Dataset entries
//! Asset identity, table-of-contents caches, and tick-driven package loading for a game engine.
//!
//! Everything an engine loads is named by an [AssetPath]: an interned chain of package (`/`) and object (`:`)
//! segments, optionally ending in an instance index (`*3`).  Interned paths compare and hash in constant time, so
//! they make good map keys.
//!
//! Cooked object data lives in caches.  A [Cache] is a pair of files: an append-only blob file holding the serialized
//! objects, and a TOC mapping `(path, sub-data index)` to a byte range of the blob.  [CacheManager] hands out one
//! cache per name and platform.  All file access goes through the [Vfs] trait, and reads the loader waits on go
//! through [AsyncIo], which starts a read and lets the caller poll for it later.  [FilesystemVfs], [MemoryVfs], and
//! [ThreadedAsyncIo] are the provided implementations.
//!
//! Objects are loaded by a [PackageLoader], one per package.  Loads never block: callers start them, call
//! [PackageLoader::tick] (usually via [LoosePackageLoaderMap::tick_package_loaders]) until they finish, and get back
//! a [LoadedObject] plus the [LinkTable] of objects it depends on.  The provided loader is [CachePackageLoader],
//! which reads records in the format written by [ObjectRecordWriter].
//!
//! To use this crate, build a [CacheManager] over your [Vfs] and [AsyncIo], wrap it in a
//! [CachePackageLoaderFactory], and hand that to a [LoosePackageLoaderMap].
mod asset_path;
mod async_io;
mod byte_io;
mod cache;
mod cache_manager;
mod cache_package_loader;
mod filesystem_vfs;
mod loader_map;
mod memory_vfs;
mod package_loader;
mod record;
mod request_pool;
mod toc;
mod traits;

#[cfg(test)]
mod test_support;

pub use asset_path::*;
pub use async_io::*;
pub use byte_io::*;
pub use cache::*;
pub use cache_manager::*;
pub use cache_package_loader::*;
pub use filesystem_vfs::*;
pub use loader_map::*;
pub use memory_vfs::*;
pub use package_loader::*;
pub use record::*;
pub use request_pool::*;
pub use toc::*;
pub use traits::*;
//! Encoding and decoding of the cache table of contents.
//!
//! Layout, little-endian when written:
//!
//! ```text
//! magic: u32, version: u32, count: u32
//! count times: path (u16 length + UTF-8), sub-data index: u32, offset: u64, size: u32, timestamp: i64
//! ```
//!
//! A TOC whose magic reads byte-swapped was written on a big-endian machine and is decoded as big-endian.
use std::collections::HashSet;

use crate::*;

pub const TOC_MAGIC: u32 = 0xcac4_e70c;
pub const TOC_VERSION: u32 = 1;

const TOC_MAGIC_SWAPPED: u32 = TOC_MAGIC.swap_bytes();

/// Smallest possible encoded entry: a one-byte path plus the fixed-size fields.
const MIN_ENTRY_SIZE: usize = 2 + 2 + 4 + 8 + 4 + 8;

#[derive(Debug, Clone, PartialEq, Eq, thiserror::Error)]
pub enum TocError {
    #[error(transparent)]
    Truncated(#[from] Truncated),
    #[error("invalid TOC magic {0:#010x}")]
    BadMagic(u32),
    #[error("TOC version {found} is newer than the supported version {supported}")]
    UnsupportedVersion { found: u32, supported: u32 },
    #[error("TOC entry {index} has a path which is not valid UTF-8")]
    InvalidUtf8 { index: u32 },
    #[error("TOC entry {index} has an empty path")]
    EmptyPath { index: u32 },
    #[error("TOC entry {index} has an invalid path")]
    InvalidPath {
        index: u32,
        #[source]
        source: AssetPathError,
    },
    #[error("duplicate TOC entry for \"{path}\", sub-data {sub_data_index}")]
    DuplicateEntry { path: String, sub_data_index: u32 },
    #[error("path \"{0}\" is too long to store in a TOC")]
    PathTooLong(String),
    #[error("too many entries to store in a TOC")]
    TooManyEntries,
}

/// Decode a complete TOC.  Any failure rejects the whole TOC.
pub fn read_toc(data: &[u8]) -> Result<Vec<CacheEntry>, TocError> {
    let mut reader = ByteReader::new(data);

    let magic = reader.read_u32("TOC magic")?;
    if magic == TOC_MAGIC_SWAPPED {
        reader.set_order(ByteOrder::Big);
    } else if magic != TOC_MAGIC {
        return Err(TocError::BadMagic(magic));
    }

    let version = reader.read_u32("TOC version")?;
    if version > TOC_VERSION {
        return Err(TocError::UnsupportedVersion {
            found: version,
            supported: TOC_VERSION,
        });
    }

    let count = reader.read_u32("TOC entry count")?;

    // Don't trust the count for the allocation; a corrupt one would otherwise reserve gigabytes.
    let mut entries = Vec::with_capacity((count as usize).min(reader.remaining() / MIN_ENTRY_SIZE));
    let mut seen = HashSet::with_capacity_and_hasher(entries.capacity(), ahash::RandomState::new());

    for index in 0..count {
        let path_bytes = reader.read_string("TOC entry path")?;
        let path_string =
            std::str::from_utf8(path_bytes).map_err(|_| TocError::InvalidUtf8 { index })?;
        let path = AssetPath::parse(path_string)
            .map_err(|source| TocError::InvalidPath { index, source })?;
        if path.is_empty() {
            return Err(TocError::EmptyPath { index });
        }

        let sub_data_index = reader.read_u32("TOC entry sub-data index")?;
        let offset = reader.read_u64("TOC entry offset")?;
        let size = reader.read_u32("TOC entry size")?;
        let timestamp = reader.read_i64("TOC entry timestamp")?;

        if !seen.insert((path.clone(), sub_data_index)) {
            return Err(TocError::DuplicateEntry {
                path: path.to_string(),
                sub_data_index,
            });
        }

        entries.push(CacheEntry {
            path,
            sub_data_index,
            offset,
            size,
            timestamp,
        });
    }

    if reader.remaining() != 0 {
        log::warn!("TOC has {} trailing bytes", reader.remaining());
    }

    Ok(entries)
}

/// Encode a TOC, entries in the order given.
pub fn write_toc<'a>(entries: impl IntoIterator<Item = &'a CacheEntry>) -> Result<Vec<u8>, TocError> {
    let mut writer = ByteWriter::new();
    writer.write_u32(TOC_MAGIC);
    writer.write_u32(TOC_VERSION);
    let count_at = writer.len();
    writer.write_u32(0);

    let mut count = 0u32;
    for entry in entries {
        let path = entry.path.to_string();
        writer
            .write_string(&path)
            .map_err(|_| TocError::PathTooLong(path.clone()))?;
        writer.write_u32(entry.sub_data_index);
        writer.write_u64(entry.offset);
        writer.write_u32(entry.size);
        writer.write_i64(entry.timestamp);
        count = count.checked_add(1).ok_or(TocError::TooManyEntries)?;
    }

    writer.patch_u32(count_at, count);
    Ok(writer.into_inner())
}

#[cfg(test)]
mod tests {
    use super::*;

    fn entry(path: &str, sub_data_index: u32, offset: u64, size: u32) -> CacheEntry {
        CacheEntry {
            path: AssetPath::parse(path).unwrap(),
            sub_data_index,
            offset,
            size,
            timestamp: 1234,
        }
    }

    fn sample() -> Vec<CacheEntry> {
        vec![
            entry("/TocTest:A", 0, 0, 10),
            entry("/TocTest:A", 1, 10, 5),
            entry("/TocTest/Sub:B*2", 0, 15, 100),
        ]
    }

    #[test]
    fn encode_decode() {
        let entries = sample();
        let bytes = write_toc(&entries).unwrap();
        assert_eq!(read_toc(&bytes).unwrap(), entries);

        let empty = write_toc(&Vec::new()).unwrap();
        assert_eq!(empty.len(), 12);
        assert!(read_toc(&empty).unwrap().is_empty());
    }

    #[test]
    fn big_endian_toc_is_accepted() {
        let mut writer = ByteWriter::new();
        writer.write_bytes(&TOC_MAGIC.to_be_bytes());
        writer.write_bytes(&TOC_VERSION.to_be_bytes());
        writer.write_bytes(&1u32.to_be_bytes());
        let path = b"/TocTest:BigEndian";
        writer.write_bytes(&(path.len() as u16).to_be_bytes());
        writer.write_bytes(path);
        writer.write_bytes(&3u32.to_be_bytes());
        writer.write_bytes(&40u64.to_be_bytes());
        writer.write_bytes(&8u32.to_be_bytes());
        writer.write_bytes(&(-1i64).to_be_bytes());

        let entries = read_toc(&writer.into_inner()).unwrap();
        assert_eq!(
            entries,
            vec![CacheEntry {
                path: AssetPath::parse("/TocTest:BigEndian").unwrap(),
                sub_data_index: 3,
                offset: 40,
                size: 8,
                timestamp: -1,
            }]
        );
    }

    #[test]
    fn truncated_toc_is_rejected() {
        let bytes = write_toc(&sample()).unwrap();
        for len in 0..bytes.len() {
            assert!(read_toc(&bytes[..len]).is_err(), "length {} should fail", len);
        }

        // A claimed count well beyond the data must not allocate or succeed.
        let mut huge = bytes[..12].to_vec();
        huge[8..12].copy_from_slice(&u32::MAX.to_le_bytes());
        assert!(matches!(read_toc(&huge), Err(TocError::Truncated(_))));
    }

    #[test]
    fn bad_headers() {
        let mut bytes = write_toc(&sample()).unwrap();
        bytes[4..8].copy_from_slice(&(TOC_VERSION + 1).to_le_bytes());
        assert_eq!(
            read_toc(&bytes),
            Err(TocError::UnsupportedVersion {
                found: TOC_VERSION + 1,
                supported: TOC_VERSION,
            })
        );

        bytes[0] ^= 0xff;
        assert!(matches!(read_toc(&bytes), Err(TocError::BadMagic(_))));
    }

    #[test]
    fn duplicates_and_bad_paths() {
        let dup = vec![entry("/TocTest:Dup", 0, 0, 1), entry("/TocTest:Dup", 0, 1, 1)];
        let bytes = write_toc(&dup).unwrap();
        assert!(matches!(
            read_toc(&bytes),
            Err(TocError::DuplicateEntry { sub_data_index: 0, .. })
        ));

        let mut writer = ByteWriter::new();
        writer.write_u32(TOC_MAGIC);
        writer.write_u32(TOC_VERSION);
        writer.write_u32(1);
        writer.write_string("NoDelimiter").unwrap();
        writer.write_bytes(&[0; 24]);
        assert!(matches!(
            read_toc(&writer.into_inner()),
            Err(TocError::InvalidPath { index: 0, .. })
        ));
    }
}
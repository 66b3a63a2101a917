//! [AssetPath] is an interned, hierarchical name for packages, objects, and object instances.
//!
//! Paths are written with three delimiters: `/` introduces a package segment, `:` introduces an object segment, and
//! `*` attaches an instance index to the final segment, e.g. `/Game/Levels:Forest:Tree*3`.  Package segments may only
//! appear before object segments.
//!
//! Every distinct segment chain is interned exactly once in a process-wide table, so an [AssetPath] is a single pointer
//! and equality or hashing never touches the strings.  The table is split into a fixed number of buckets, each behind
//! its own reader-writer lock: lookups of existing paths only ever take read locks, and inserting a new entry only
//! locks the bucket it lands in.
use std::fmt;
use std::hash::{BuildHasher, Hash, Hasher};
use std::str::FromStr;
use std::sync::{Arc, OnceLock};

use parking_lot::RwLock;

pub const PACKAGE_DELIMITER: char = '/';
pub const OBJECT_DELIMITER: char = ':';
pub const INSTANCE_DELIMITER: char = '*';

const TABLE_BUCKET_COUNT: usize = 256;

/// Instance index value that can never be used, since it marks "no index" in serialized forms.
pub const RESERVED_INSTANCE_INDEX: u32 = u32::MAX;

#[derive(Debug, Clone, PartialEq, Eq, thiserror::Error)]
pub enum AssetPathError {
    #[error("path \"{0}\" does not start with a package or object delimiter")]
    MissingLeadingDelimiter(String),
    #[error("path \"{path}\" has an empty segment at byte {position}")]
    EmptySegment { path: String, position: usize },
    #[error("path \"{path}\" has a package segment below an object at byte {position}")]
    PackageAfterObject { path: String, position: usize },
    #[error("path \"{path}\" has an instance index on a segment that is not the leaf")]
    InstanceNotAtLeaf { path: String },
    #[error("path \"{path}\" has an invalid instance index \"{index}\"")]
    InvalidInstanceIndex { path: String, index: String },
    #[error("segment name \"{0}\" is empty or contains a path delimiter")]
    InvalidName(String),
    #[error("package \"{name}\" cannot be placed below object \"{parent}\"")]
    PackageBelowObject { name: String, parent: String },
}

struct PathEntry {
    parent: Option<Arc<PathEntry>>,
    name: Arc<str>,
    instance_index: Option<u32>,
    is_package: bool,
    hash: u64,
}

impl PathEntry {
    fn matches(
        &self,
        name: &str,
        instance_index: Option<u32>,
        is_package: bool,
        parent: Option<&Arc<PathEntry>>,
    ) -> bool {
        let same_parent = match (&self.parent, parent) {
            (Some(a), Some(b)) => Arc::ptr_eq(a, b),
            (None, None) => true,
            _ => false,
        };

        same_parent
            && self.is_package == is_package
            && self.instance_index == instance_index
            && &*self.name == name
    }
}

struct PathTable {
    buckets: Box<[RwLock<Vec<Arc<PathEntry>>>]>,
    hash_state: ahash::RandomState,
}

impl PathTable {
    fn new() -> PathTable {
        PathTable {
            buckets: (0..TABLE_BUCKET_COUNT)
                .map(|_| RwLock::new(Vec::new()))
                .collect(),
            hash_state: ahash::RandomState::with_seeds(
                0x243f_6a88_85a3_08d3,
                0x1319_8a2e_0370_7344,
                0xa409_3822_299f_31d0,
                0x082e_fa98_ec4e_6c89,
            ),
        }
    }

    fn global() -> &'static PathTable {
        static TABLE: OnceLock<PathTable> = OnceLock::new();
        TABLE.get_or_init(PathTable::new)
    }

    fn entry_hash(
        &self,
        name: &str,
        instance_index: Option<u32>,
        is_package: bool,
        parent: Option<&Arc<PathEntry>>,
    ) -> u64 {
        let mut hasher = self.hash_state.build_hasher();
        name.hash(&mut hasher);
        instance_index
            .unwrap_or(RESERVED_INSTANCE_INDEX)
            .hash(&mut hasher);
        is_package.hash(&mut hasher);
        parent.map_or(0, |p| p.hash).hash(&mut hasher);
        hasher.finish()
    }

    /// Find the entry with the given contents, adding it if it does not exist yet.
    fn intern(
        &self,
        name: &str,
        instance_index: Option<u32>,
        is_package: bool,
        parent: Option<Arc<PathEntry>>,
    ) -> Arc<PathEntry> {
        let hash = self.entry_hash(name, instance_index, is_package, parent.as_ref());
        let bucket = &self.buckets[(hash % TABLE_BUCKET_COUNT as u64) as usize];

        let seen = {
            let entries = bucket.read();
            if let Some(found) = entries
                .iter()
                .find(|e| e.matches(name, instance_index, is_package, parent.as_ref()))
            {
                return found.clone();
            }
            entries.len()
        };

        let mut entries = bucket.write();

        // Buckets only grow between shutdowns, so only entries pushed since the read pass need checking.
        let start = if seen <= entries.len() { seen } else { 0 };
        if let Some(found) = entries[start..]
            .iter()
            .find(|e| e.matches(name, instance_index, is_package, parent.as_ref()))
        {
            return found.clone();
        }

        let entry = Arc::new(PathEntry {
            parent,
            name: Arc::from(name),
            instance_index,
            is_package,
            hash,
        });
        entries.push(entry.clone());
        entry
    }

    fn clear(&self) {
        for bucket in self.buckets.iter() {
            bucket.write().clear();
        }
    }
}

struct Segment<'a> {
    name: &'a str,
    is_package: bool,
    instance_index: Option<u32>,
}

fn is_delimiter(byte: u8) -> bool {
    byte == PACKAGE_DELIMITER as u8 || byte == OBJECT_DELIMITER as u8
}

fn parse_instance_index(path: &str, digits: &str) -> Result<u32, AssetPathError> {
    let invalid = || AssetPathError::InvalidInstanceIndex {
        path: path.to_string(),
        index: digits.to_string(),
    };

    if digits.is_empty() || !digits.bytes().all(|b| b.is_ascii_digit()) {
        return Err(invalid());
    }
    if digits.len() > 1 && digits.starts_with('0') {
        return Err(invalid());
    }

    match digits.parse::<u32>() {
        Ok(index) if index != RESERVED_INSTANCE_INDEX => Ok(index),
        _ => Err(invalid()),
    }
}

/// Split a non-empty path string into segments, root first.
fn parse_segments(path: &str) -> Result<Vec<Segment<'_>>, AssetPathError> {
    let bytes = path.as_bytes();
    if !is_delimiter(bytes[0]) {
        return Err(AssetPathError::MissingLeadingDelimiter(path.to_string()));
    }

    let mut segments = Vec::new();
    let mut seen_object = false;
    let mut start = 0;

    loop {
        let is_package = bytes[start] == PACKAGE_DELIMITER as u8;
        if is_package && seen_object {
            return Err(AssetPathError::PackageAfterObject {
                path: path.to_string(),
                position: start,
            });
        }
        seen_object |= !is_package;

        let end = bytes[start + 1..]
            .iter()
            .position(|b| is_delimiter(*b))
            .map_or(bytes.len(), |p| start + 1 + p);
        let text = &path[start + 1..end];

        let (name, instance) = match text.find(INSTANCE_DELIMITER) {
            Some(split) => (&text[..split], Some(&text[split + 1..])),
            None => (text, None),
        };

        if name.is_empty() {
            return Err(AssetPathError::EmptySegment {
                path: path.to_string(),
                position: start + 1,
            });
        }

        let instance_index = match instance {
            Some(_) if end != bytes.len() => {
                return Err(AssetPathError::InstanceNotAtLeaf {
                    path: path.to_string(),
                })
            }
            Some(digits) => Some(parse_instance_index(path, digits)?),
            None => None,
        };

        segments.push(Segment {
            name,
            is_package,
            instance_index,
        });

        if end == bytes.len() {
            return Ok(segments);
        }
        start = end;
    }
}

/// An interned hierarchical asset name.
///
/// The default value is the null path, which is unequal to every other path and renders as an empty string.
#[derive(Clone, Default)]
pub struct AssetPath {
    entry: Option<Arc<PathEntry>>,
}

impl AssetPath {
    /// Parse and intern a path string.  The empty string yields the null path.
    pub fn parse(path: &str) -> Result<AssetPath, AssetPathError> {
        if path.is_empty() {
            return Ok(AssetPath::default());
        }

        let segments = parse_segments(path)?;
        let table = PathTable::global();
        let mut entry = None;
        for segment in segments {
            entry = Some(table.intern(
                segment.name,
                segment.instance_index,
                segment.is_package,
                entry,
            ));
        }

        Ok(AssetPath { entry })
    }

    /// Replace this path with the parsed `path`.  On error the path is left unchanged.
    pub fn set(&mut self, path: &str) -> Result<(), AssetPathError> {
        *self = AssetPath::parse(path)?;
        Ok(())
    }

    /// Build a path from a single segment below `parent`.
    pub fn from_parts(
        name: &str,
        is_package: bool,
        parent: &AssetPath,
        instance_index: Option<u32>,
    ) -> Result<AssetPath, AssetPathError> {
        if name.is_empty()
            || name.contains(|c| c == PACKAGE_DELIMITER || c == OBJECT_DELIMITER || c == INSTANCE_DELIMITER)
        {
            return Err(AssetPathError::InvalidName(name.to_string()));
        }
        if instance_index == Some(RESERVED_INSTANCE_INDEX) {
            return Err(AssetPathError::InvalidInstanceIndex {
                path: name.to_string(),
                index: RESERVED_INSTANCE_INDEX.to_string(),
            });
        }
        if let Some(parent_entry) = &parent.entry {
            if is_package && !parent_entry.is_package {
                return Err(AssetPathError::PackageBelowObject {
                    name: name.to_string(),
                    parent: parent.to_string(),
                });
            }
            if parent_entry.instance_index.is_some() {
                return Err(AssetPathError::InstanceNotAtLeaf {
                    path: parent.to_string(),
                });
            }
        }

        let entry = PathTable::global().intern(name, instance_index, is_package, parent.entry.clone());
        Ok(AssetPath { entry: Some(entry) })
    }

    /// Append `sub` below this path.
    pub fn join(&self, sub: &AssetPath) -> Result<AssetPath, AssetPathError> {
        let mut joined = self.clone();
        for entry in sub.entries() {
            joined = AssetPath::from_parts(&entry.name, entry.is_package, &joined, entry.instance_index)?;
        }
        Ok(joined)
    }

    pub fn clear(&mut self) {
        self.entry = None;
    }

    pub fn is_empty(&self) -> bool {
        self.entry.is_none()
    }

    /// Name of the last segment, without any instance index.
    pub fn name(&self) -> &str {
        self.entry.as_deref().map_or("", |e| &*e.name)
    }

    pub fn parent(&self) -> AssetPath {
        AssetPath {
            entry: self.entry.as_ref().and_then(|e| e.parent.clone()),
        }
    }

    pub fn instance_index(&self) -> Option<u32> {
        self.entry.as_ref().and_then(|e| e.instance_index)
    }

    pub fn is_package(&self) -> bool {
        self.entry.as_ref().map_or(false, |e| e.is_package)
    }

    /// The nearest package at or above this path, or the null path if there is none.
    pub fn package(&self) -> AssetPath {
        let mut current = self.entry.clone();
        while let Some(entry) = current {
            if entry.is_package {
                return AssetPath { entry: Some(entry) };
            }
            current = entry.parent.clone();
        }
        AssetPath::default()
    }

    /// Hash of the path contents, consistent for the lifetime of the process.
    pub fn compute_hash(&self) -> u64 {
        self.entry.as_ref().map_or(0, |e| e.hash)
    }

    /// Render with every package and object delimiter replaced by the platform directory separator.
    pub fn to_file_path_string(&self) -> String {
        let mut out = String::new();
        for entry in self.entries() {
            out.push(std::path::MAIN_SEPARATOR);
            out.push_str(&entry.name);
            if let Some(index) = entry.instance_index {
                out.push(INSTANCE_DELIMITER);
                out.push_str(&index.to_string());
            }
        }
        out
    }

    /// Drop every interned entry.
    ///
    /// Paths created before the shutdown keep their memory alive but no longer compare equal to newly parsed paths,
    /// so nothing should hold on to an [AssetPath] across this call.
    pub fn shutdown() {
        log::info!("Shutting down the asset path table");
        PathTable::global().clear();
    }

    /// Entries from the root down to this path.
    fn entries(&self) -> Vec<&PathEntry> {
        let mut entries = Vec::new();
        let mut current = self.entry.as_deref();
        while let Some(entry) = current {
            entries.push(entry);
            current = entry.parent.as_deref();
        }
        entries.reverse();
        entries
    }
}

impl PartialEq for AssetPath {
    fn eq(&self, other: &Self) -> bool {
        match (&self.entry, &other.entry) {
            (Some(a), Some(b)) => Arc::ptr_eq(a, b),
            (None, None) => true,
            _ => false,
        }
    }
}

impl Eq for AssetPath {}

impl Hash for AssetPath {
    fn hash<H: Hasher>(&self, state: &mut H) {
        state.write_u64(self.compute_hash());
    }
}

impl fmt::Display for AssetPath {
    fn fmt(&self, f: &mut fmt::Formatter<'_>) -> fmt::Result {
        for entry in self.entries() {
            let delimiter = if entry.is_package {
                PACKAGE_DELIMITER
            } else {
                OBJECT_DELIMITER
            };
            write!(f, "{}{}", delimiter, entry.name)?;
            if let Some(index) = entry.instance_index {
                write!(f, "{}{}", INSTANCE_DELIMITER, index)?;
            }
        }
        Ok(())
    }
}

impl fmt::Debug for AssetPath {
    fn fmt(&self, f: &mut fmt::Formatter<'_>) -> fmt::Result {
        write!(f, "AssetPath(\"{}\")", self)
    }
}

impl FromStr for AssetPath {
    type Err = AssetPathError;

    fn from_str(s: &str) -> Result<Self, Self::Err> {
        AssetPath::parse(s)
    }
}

INSTRUCTIONS FOR THE TASK :: Begin at the line that has "table of contents." in the entries above; stop after the line that has "decoded as big-endian.". Transcribe exactly those lines and no others.

ANSWER TO THE PROBLEM ::
//! Encoding and decoding of the cache table of contents.
//!
//! Layout, little-endian when written:
//!
//! ```text
//! magic: u32, version: u32, count: u32
//! count times: path (u16 length + UTF-8), sub-data index: u32, offset: u64, size: u32, timestamp: i64
//! ```
//!
//! A TOC whose magic reads byte-swapped was written on a big-endian machine and is decoded as big-endian.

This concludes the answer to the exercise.